**WORK TASK:** Return verbatim every line from the first line of the data below to the line that contains "da moeda (half-up).", inclusive, and no further.

**RECORDED DATA:**

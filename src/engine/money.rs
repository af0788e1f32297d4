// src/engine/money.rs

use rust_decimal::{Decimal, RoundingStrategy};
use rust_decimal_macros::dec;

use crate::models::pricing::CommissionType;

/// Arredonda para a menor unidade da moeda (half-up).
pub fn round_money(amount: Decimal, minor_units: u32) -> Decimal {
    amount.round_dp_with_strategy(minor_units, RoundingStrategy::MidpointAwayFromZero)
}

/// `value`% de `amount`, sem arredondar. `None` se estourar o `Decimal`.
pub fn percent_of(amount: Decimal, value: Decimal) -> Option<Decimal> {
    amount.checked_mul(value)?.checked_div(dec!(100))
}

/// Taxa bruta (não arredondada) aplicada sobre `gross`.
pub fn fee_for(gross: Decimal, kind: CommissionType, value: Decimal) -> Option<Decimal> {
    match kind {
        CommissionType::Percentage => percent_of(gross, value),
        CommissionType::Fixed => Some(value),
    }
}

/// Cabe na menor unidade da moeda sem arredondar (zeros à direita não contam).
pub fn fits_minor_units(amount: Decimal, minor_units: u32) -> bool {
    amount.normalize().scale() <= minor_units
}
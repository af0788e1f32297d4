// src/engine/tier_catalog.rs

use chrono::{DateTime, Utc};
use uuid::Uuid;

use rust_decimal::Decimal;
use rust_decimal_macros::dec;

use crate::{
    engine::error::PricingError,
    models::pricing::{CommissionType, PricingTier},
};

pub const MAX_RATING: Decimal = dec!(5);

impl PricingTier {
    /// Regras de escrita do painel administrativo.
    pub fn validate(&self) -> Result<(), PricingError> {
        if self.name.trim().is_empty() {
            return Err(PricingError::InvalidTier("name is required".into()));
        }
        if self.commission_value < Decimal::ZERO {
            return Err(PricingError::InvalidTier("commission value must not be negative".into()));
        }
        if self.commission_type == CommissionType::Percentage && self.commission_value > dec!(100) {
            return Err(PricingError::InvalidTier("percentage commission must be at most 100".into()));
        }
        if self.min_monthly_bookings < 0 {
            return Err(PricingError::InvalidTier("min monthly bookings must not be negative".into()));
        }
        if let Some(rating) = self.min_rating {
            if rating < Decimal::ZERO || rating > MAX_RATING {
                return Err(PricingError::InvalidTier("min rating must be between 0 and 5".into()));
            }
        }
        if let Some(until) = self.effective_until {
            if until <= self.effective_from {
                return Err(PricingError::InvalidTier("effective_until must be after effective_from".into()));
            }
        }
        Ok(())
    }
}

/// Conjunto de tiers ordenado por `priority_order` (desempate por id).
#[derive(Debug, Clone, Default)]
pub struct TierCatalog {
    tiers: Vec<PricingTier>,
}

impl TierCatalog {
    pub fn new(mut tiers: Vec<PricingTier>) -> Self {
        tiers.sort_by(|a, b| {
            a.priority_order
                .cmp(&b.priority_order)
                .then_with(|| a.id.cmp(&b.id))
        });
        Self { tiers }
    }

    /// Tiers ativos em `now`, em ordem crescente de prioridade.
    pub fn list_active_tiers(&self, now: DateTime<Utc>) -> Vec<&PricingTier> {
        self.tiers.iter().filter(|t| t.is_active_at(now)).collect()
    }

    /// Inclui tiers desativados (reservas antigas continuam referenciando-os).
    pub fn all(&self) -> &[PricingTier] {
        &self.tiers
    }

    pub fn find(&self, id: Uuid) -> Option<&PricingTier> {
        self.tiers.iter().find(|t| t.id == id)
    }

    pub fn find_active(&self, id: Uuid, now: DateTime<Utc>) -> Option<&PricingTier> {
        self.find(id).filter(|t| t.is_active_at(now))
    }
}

**ANSWER TO THIS PROBLEM:**
filename src/engine/money.rs
repository af0788e1f32297d4
// src/engine/money.rs

use rust_decimal::{Decimal, RoundingStrategy};
use rust_decimal_macros::dec;

use crate::models::pricing::CommissionType;

/// Arredonda para a menor unidade da moeda (half-up).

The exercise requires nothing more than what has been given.